## Assignment
Lines from the top of the entries through the line that has "Translate the signal" must be duplicated exactly, and no others.

## Information given
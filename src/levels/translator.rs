use super::{Level, non_empty_str};
use crate::{
	host::ApiKind,
	runner::ExecutionOutcome,
	validator::{Rubric, ScoringError, ValidationResult, captured},
};

const FRENCH_PACKET: &str = "Statut: Le système fonctionne nominalement. Tous les nœuds sont en ligne.";
const JAPANESE_PACKET: &str = "こんにちは、システムの状態は正常です。すべてのノードがオンラインです。";

pub(super) const LEVELS: [Level; 3] = [
	Level {
		id: 4,
		title: "The European Link",
		api: ApiKind::Translator,
		total_steps: 3,
		instructions: EUROPEAN_LINK_INSTRUCTIONS,
		starter_code: r#"// Status report received from French server node
const dataPacket = "Statut: Le système fonctionne nominalement. Tous les nœuds sont en ligne.";

// 1. Activate the Universal Bridge module with language settings
const translator = await Translator._________________;

// 2. Translate the data packet
const translatedText = await translator._________________;
"#,
		solution: r#"const dataPacket = "Statut: Le système fonctionne nominalement. Tous les nœuds sont en ligne.";
const translator = await Translator.create({ sourceLanguage: 'fr', targetLanguage: 'en' });
const translatedText = await translator.translate(dataPacket);
"#,
		context: &[],
		capture_names: &["translator", "translatedText"],
		score: score_european_link,
	},
	Level {
		id: 5,
		title: "The Asian Gateway",
		api: ApiKind::Translator,
		total_steps: 3,
		instructions: ASIAN_GATEWAY_INSTRUCTIONS,
		starter_code: r#"// Status signal from Japanese data center
const dataPacket = "こんにちは、システムの状態は正常です。すべてのノードがオンラインです。";

// 1. Activate the cross-region bridge with language settings
const translator = await Translator._________________;

// 2. Translate the signal
const translatedText = await translator._________________;
"#,
		solution: r#"const dataPacket = "こんにちは、システムの状態は正常です。すべてのノードがオンラインです。";
const status = await Translator.availability({ sourceLanguage: 'ja', targetLanguage: 'es' });
if (status !== 'available') {
  throw new Error(`Bridge offline: ${status}`);
}
const translator = await Translator.create({ sourceLanguage: 'ja', targetLanguage: 'es' });
const translatedText = await translator.translate(dataPacket);
"#,
		context: &[],
		capture_names: &["translator", "translatedText"],
		score: score_asian_gateway,
	},
	Level {
		id: 6,
		title: "Streaming Translation",
		api: ApiKind::Translator,
		total_steps: 4,
		instructions: STREAMING_INSTRUCTIONS,
		starter_code: r#"// Massive system log from the Archive
const longText = `The network infrastructure reports indicate nominal system status across all geographic regions. North American data centers show 99.97% uptime over the previous 24-hour monitoring period, with zero critical incidents recorded. European hub connectivity metrics demonstrate stable performance with average latency of 12 milliseconds. Asian-Pacific zone resilience systems activated 3 predictive failovers, successfully preventing potential service disruptions. All backup power systems tested successfully. Cooling systems operating within optimal parameters. Database replication lag measured at 0.3 seconds across all regions. Security scanning detected and quarantined 47 anomalous connection attempts. System maintenance windows completed ahead of schedule.`;

// 1. Activate the Streaming Bridge with language settings
const translator = await Translator._________________;

// 2. Initialize the translation stream
const stream = translator._________________;

// 3. Process each chunk as it arrives
________________________
"#,
		solution: r#"const longText = `The network infrastructure reports indicate nominal system status across all geographic regions. All backup power systems tested successfully. System maintenance windows completed ahead of schedule.`;
const translator = await Translator.create({ sourceLanguage: 'en', targetLanguage: 'es' });
const stream = translator.translateStreaming(longText);
let translated = '';
for await (const chunk of stream) {
  translated += chunk;
}
console.log(translated);
"#,
		context: &[],
		capture_names: &["translator", "stream"],
		score: score_streaming,
	},
];

const EUROPEAN_LINK_INSTRUCTIONS: &str = r#"
### The Universal Bridge

A status report arrived from the French server node. Babel's operators only read English, so the packet has to cross the **Universal Bridge** first.

### Challenge Instructions

1. Create a translator with `Translator.create({ sourceLanguage: 'fr', targetLanguage: 'en' })`.
2. `await translator.translate(dataPacket)` and keep the result in `translatedText`.

### Expected Output

`translatedText` holds the English version of the report.
"#;

const ASIAN_GATEWAY_INSTRUCTIONS: &str = r#"
### The Asian Gateway

The Japanese data center reports in Japanese and the Madrid relay listens in Spanish. Route the signal directly between them.

### Challenge Instructions

1. Create a translator from `'ja'` to `'es'`.
2. Translate `dataPacket` into `translatedText`.

> **Tip:** `Translator.availability(...)` takes the same language pair and tells you whether the bridge can be built.

### Expected Output

`translatedText` is the Spanish rendering of the status signal.
"#;

const STREAMING_INSTRUCTIONS: &str = r#"
### Streaming the Archive

The Archive log is long. Waiting for the whole translation stalls the relay, so Babel streams it instead and handles each piece as soon as it lands.

### Challenge Instructions

1. Create a translator with a `targetLanguage`.
2. Call `translator.translateStreaming(longText)` (no `await`) to get a stream.
3. Consume it with `for await (const chunk of stream) { ... }`.

### Expected Output

`stream` is the stream returned by `translateStreaming`, and the loop sees every chunk.
"#;

fn score_european_link(source: &str, outcome: &ExecutionOutcome) -> Result<ValidationResult, ScoringError> {
	score_direct_route(source, outcome, DirectRoute {
		from: "'fr'",
		to: "'en'",
		original: FRENCH_PACKET,
		bridge_pass: "Translator bridge activated with language settings",
		bridge_hint: "Use Translator.create({ sourceLanguage: 'fr', targetLanguage: 'en' }) to activate the module",
		instance_pass: "Translator instance ready to process signals",
		instance_hint: "The translator variable should be a Translator instance with a translate method",
		text_pass: "French signal successfully translated to English!",
		text_hint: "Call translator.translate(dataPacket) to translate the text",
	})
}

fn score_asian_gateway(source: &str, outcome: &ExecutionOutcome) -> Result<ValidationResult, ScoringError> {
	score_direct_route(source, outcome, DirectRoute {
		from: "'ja'",
		to: "'es'",
		original: JAPANESE_PACKET,
		bridge_pass: "Cross-region bridge activated",
		bridge_hint: "Use Translator.create({ sourceLanguage: 'ja', targetLanguage: 'es' }) to initialize the translator",
		instance_pass: "Translator instance ready for cross-region routing",
		instance_hint: "The translator variable should be a Translator instance",
		text_pass: "Japanese signal successfully translated to Spanish!",
		text_hint: "Call translator.translate(dataPacket) to bridge the nodes",
	})
}

struct DirectRoute {
	from: &'static str,
	to: &'static str,
	original: &'static str,
	bridge_pass: &'static str,
	bridge_hint: &'static str,
	instance_pass: &'static str,
	instance_hint: &'static str,
	text_pass: &'static str,
	text_hint: &'static str,
}

fn score_direct_route(source: &str, outcome: &ExecutionOutcome, route: DirectRoute) -> Result<ValidationResult, ScoringError> {
	let translator = captured(outcome, "translator")?;
	let translated = captured(outcome, "translatedText")?;

	// The source language literal has to appear before the target one.
	let ordered = match (source.find(route.from), source.find(route.to)) {
		(Some(from), Some(to)) => from < to,
		_ => false,
	};
	let configured = source.contains("Translator.create")
		&& source.contains("sourceLanguage")
		&& source.contains("targetLanguage")
		&& ordered;
	let changed = non_empty_str(&translated).is_some_and(|text| text != route.original);

	Rubric::new(3)
		.check(configured, route.bridge_pass, route.bridge_hint)
		.check(translator.has_method("translate"), route.instance_pass, route.instance_hint)
		.check(changed, route.text_pass, route.text_hint)
		.sample_output(&translated)
		.finish()
}

fn score_streaming(source: &str, outcome: &ExecutionOutcome) -> Result<ValidationResult, ScoringError> {
	let translator = captured(outcome, "translator")?;
	let consumes_stream =
		source.contains("for await") && (source.contains("of stream") || (source.contains("of") && source.contains("stream")));

	Rubric::new(4)
		.check(
			source.contains("Translator.create") && source.contains("targetLanguage"),
			"Streaming Bridge activated with language settings",
			"Use Translator.create({ targetLanguage: 'es' }) to initialize the translator",
		)
		.check(
			translator.has_method("translateStreaming"),
			"Translator instance ready for streaming",
			"The translator variable should have a translateStreaming method",
		)
		.check(
			source.contains("translateStreaming"),
			"Streaming translation initiated",
			"Call translator.translateStreaming(longText) to start the stream",
		)
		.check(
			consumes_stream,
			"Stream chunks processing with for await loop!",
			"Use a for await loop to consume stream chunks: for await (const chunk of stream)",
		)
		.finish()
}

## Final answer
filename src/levels/translator.rs
use super::{Level, non_empty_str};
use crate::{
	host::ApiKind,
	runner::ExecutionOutcome,
	validator::{Rubric, ScoringError, ValidationResult, captured},
};

const FRENCH_PACKET: &str = "Statut: Le système fonctionne nominalement. Tous les nœuds sont en ligne.";
const JAPANESE_PACKET: &str = "こんにちは、システムの状態は正常です。すべてのノードがオンラインです。";

pub(super) const LEVELS: [Level; 3] = [
	Level {
		id: 4,
		title: "The European Link",
		api: ApiKind::Translator,
		total_steps: 3,
		instructions: EUROPEAN_LINK_INSTRUCTIONS,
		starter_code: r#"// Status report received from French server node
const dataPacket = "Statut: Le système fonctionne nominalement. Tous les nœuds sont en ligne.";

// 1. Activate the Universal Bridge module with language settings
const translator = await Translator._________________;

// 2. Translate the data packet
const translatedText = await translator._________________;
"#,
		solution: r#"const dataPacket = "Statut: Le système fonctionne nominalement. Tous les nœuds sont en ligne.";
const translator = await Translator.create({ sourceLanguage: 'fr', targetLanguage: 'en' });
const translatedText = await translator.translate(dataPacket);
"#,
		context: &[],
		capture_names: &["translator", "translatedText"],
		score: score_european_link,
	},
	Level {
		id: 5,
		title: "The Asian Gateway",
		api: ApiKind::Translator,
		total_steps: 3,
		instructions: ASIAN_GATEWAY_INSTRUCTIONS,
		starter_code: r#"// Status signal from Japanese data center
const dataPacket = "こんにちは、システムの状態は正常です。すべてのノードがオンラインです。";

// 1. Activate the cross-region bridge with language settings
const translator = await Translator._________________;

// 2. Translate the signal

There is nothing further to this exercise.